Start of Exercise material

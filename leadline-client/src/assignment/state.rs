//! Assignment state machine
//!
//! ```text
//! Idle --Confirm--> Submitting
//! Submitting --ServerAccepted--> Succeeded
//! Submitting --ServerRejected(Permission) [admin]--> PermissionDenied
//! Submitting --ServerRejected(_)--> Failed
//! PermissionDenied --ConfirmRequest--> RequestingReassignment
//! PermissionDenied --Cancel--> Idle
//! RequestingReassignment --RequestAccepted--> RequestSent
//! RequestingReassignment --ServerRejected(_)--> Failed
//! Succeeded | RequestSent | Failed --Dismiss--> Idle
//! Submitting --Abandon--> Idle
//! RequestingReassignment --Abandon--> PermissionDenied
//! ```
//!
//! `Abandon` is raised when the caller drops a request before it settles.

use std::fmt;

use shared::models::Role;
use thiserror::Error;

use crate::error::ErrorKind;

#[derive(Debug, Clone, Copy, PartialEq, Eq)]
pub enum AssignState {
    Idle,
    Submitting,
    Succeeded,
    /// Lead was assigned by a super admin; an admin may ask for reassignment
    PermissionDenied,
    RequestingReassignment,
    RequestSent,
    Failed,
}

impl AssignState {
    pub fn name(&self) -> &'static str {
        match self {
            AssignState::Idle => "idle",
            AssignState::Submitting => "submitting",
            AssignState::Succeeded => "succeeded",
            AssignState::PermissionDenied => "permission_denied",
            AssignState::RequestingReassignment => "requesting_reassignment",
            AssignState::RequestSent => "request_sent",
            AssignState::Failed => "failed",
        }
    }

    /// A request is on the wire
    pub fn is_busy(&self) -> bool {
        matches!(
            self,
            AssignState::Submitting | AssignState::RequestingReassignment
        )
    }
}

impl fmt::Display for AssignState {
    fn fmt(&self, f: &mut fmt::Formatter<'_>) -> fmt::Result {
        f.write_str(self.name())
    }
}

#[derive(Debug, Clone, Copy, PartialEq, Eq)]
pub enum AssignEvent {
    Confirm,
    ServerAccepted,
    ServerRejected(ErrorKind),
    ConfirmRequest,
    RequestAccepted,
    Cancel,
    Dismiss,
    Abandon,
}

impl AssignEvent {
    pub fn name(&self) -> &'static str {
        match self {
            AssignEvent::Confirm => "confirm",
            AssignEvent::ServerAccepted => "server_accepted",
            AssignEvent::ServerRejected(_) => "server_rejected",
            AssignEvent::ConfirmRequest => "confirm_request",
            AssignEvent::RequestAccepted => "request_accepted",
            AssignEvent::Cancel => "cancel",
            AssignEvent::Dismiss => "dismiss",
            AssignEvent::Abandon => "abandon",
        }
    }
}

#[derive(Debug, Clone, Copy, PartialEq, Eq, Error)]
#[error("invalid assignment transition: {event} in state {from}")]
pub struct TransitionError {
    pub from: AssignState,
    pub event: &'static str,
}

/// Pure transition table for one assignment dialog
#[derive(Debug, Clone)]
pub struct AssignmentMachine {
    role: Role,
    state: AssignState,
}

impl AssignmentMachine {
    pub fn new(role: Role) -> Self {
        Self {
            role,
            state: AssignState::Idle,
        }
    }

    pub fn state(&self) -> AssignState {
        self.state
    }

    pub fn role(&self) -> Role {
        self.role
    }

    /// Compute the next state without applying it
    pub fn next(&self, event: AssignEvent) -> Result<AssignState, TransitionError> {
        use AssignEvent as E;
        use AssignState as S;

        let next = match (self.state, event) {
            (S::Idle, E::Confirm) => S::Submitting,
            (S::Submitting, E::ServerAccepted) => S::Succeeded,
            (S::Submitting, E::ServerRejected(ErrorKind::Permission)) if self.role == Role::Admin => {
                S::PermissionDenied
            }
            (S::Submitting, E::ServerRejected(_)) => S::Failed,
            (S::PermissionDenied, E::ConfirmRequest) => S::RequestingReassignment,
            (S::PermissionDenied, E::Cancel) => S::Idle,
            (S::RequestingReassignment, E::RequestAccepted) => S::RequestSent,
            (S::RequestingReassignment, E::ServerRejected(_)) => S::Failed,
            (S::Succeeded | S::RequestSent | S::Failed, E::Dismiss) => S::Idle,
            (S::Submitting, E::Abandon) => S::Idle,
            (S::RequestingReassignment, E::Abandon) => S::PermissionDenied,
            (from, event) => {
                return Err(TransitionError {
                    from,
                    event: event.name(),
                });
            }
        };
        Ok(next)
    }

    /// Apply an event; on error the state is unchanged
    pub fn handle(&mut self, event: AssignEvent) -> Result<AssignState, TransitionError> {
        self.state = self.next(event)?;
        Ok(self.state)
    }
}

#[cfg(test)]
mod tests {
    use super::*;

    fn run(role: Role, events: &[AssignEvent]) -> Result<AssignState, TransitionError> {
        let mut machine = AssignmentMachine::new(role);
        let mut state = machine.state();
        for event in events {
            state = machine.handle(*event)?;
        }
        Ok(state)
    }

    #[test]
    fn test_happy_path() {
        let state = run(
            Role::Admin,
            &[AssignEvent::Confirm, AssignEvent::ServerAccepted],
        );
        assert_eq!(state, Ok(AssignState::Succeeded));
    }

    #[test]
    fn test_admin_reassignment_branch() {
        let state = run(
            Role::Admin,
            &[
                AssignEvent::Confirm,
                AssignEvent::ServerRejected(ErrorKind::Permission),
                AssignEvent::ConfirmRequest,
                AssignEvent::RequestAccepted,
            ],
        );
        assert_eq!(state, Ok(AssignState::RequestSent));
    }

    #[test]
    fn test_super_admin_never_denied() {
        let state = run(
            Role::SuperAdmin,
            &[
                AssignEvent::Confirm,
                AssignEvent::ServerRejected(ErrorKind::Permission),
            ],
        );
        assert_eq!(state, Ok(AssignState::Failed));
    }

    #[test]
    fn test_other_rejections_fail() {
        for kind in [ErrorKind::Network, ErrorKind::Auth, ErrorKind::Validation] {
            let state = run(
                Role::Admin,
                &[AssignEvent::Confirm, AssignEvent::ServerRejected(kind)],
            );
            assert_eq!(state, Ok(AssignState::Failed));
        }
    }

    #[test]
    fn test_cancel_and_dismiss_return_to_idle() {
        let state = run(
            Role::Admin,
            &[
                AssignEvent::Confirm,
                AssignEvent::ServerRejected(ErrorKind::Permission),
                AssignEvent::Cancel,
            ],
        );
        assert_eq!(state, Ok(AssignState::Idle));

        let state = run(
            Role::Admin,
            &[
                AssignEvent::Confirm,
                AssignEvent::ServerRejected(ErrorKind::Network),
                AssignEvent::Dismiss,
                AssignEvent::Confirm,
            ],
        );
        assert_eq!(state, Ok(AssignState::Submitting));
    }

    #[test]
    fn test_abandon_returns_from_busy_states() {
        let state = run(Role::Admin, &[AssignEvent::Confirm, AssignEvent::Abandon]);
        assert_eq!(state, Ok(AssignState::Idle));

        let state = run(
            Role::Admin,
            &[
                AssignEvent::Confirm,
                AssignEvent::ServerRejected(ErrorKind::Permission),
                AssignEvent::ConfirmRequest,
                AssignEvent::Abandon,
            ],
        );
        assert_eq!(state, Ok(AssignState::PermissionDenied));

        assert!(run(Role::Admin, &[AssignEvent::Abandon]).is_err());
    }

    #[test]
    fn test_invalid_transition_leaves_state() {
        let mut machine = AssignmentMachine::new(Role::Admin);
        machine.handle(AssignEvent::Confirm).unwrap();

        let err = machine.handle(AssignEvent::Confirm).unwrap_err();
        assert_eq!(err.from, AssignState::Submitting);
        assert_eq!(err.event, "confirm");
        assert_eq!(machine.state(), AssignState::Submitting);

        assert!(machine.handle(AssignEvent::Cancel).is_err());
        assert!(AssignmentMachine::new(Role::Admin)
            .handle(AssignEvent::Dismiss)
            .is_err());
    }

    #[test]
    fn test_reassignment_rejection_fails() {
        let state = run(
            Role::Admin,
            &[
                AssignEvent::Confirm,
                AssignEvent::ServerRejected(ErrorKind::Permission),
                AssignEvent::ConfirmRequest,
                AssignEvent::ServerRejected(ErrorKind::Permission),
            ],
        );
        assert_eq!(state, Ok(AssignState::Failed));
    }
}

End of Exercise material

*Work to be completed:* From the material given, work out how many lines hold the string "ConfirmRequest"; state that number and nothing further.

*Task solution:* 7